- **EXERCISE DESCRIPTION**
Lines in the records below that contain the word "starting" must each be copied.

- **DATA LISTING**
▶

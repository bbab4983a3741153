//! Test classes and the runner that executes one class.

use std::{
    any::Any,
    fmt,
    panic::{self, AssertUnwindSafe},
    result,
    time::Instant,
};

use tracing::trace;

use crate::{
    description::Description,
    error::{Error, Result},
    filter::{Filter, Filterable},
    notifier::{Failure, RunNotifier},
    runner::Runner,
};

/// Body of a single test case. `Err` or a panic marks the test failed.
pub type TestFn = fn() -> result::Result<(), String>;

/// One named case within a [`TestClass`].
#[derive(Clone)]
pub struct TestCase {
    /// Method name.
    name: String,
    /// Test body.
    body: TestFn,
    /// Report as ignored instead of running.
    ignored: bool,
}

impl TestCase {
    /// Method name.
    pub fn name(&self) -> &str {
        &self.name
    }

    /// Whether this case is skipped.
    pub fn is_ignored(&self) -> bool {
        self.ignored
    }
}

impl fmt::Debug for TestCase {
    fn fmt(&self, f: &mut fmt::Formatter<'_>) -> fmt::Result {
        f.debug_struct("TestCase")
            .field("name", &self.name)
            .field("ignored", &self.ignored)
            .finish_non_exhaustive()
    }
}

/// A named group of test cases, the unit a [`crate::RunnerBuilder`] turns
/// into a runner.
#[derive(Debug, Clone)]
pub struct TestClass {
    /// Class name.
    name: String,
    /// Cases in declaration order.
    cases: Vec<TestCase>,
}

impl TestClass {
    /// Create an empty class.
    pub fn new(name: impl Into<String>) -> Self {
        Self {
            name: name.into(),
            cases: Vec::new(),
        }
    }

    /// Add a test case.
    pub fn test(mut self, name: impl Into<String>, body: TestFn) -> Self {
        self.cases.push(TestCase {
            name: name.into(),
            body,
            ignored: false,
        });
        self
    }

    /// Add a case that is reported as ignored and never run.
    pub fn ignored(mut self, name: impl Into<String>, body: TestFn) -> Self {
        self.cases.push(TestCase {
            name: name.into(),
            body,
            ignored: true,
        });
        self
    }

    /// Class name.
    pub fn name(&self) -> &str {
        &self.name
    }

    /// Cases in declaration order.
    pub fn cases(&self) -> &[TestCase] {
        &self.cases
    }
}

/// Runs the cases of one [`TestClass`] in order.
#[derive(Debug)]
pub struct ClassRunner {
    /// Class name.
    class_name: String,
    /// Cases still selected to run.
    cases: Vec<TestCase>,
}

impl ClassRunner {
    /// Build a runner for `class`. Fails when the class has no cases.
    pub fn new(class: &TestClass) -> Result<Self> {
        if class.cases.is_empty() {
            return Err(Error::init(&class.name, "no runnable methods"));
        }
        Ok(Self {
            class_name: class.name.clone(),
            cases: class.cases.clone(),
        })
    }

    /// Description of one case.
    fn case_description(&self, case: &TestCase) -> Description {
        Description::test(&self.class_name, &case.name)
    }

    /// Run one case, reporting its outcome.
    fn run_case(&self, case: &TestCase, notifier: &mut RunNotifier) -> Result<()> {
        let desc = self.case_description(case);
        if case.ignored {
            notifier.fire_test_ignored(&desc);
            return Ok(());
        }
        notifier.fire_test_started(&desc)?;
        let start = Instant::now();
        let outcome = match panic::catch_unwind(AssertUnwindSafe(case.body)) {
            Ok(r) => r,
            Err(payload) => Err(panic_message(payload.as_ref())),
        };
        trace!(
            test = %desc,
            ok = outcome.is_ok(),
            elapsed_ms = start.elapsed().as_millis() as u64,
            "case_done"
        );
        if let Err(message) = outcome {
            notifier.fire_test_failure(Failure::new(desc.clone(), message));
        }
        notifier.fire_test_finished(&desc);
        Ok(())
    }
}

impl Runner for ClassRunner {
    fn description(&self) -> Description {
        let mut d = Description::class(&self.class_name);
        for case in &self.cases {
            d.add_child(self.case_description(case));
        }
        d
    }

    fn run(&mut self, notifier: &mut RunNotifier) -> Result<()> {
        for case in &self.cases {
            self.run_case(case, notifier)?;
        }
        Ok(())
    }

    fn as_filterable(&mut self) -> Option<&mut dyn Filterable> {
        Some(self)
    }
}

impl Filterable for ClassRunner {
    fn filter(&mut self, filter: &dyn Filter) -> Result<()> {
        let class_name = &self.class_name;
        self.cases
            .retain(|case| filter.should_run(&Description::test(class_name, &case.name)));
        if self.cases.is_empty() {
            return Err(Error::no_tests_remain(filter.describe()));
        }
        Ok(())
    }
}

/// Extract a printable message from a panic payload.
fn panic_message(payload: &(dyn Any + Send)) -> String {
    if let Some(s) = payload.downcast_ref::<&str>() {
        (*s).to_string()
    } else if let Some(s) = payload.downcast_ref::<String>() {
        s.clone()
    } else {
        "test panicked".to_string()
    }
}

◀
▶

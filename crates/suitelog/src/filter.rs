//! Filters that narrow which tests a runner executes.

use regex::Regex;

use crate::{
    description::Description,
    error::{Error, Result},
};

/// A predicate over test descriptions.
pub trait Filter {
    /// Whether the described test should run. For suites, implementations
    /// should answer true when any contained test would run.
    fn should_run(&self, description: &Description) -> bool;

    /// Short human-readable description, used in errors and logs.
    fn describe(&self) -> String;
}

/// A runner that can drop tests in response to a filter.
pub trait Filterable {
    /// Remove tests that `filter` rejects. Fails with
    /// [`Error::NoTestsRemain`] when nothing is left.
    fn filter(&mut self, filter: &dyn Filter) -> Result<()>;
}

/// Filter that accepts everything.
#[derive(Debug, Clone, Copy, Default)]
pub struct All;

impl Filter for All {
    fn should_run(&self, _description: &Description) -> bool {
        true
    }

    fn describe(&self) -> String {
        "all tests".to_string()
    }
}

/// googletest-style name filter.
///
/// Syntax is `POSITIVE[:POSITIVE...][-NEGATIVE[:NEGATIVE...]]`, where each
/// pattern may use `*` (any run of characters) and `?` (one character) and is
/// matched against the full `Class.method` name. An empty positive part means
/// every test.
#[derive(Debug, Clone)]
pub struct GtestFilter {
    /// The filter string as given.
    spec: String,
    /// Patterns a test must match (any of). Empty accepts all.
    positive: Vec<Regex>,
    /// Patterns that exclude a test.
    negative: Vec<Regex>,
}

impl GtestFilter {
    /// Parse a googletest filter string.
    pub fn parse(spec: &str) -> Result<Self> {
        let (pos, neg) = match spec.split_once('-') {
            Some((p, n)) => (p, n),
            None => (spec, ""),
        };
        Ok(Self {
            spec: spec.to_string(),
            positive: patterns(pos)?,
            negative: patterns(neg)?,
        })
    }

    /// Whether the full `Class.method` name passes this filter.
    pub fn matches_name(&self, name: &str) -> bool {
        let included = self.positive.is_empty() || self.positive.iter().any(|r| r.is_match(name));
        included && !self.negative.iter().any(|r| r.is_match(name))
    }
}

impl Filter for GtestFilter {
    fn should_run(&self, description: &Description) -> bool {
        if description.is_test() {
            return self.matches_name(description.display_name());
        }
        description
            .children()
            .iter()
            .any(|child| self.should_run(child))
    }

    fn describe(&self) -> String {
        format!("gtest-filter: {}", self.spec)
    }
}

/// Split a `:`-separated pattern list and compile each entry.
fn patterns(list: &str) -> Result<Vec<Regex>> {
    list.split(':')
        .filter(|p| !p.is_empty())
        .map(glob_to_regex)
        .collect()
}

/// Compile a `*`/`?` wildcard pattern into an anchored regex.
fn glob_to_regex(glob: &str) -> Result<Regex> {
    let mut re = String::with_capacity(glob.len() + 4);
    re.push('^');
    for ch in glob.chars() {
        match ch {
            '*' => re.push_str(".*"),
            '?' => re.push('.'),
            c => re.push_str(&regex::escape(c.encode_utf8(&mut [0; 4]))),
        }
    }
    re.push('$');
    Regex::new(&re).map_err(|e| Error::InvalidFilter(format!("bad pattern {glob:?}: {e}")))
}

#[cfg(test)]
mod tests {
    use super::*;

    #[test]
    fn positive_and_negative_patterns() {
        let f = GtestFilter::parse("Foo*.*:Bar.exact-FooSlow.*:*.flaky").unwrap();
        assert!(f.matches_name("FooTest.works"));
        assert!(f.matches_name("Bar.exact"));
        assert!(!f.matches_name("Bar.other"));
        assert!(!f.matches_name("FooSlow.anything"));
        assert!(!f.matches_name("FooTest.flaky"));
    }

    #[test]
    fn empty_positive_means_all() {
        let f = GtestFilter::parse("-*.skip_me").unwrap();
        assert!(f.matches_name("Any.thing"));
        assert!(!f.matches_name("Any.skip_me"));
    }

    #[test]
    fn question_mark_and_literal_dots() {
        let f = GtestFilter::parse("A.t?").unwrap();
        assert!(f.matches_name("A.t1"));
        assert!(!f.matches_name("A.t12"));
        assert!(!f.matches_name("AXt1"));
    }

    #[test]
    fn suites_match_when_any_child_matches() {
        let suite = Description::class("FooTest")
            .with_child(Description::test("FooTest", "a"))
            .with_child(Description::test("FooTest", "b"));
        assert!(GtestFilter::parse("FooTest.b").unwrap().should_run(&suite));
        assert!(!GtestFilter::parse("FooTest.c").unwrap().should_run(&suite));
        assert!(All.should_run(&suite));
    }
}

◀
▶

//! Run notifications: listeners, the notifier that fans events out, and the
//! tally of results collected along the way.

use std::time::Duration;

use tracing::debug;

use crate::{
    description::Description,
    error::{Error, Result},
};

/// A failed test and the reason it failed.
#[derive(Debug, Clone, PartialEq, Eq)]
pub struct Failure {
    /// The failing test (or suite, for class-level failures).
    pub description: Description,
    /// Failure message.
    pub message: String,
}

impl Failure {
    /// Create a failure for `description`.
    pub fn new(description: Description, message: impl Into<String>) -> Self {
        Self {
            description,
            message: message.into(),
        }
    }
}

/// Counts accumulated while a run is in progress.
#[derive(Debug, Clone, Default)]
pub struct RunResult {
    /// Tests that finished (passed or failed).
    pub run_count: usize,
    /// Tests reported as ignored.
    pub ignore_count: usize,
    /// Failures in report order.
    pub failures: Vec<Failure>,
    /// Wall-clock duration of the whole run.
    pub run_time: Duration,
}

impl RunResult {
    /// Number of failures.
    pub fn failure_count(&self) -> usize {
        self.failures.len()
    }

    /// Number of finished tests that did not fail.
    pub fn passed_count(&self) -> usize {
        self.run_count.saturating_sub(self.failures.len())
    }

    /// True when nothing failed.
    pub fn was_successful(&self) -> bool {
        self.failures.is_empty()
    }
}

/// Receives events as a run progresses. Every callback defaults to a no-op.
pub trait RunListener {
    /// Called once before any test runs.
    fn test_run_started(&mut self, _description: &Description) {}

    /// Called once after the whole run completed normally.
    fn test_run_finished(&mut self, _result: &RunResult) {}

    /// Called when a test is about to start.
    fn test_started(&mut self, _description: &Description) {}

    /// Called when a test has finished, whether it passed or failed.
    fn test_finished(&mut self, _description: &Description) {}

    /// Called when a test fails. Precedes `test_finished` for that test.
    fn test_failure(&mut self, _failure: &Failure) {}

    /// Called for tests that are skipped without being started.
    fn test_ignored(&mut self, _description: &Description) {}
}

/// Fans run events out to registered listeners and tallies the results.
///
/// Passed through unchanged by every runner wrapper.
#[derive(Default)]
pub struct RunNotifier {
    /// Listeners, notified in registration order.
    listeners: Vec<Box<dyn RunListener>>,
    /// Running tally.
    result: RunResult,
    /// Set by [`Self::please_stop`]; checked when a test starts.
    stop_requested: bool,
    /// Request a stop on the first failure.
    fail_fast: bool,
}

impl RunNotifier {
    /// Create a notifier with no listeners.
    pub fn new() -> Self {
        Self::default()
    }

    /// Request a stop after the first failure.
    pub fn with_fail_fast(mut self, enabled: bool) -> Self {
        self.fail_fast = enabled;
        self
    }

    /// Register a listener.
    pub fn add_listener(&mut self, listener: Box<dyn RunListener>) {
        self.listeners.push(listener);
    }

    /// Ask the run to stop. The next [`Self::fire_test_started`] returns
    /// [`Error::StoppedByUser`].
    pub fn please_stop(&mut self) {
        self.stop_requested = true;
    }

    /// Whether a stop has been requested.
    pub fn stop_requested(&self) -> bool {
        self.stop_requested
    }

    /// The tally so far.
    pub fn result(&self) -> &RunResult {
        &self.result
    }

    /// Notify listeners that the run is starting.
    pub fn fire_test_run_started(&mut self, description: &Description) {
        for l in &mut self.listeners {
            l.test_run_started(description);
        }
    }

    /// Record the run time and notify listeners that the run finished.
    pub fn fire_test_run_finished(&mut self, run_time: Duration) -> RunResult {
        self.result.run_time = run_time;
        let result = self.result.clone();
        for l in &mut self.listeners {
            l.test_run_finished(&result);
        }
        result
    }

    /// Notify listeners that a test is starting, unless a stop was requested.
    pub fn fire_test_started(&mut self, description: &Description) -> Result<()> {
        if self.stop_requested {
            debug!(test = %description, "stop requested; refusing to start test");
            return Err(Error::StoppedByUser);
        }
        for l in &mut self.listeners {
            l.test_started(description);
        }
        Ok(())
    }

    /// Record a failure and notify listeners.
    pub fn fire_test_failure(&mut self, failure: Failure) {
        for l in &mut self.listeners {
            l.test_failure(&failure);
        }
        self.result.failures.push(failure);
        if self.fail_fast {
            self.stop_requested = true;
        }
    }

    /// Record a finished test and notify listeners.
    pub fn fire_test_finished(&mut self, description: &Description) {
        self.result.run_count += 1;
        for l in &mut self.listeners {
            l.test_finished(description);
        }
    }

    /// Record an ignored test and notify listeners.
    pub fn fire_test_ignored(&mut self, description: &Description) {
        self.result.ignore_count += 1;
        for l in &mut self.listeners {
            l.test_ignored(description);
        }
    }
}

◀

- **RESPONSE BELOW**
    /// Notify listeners that the run is starting.
    /// Notify listeners that a test is starting, unless a stop was requested.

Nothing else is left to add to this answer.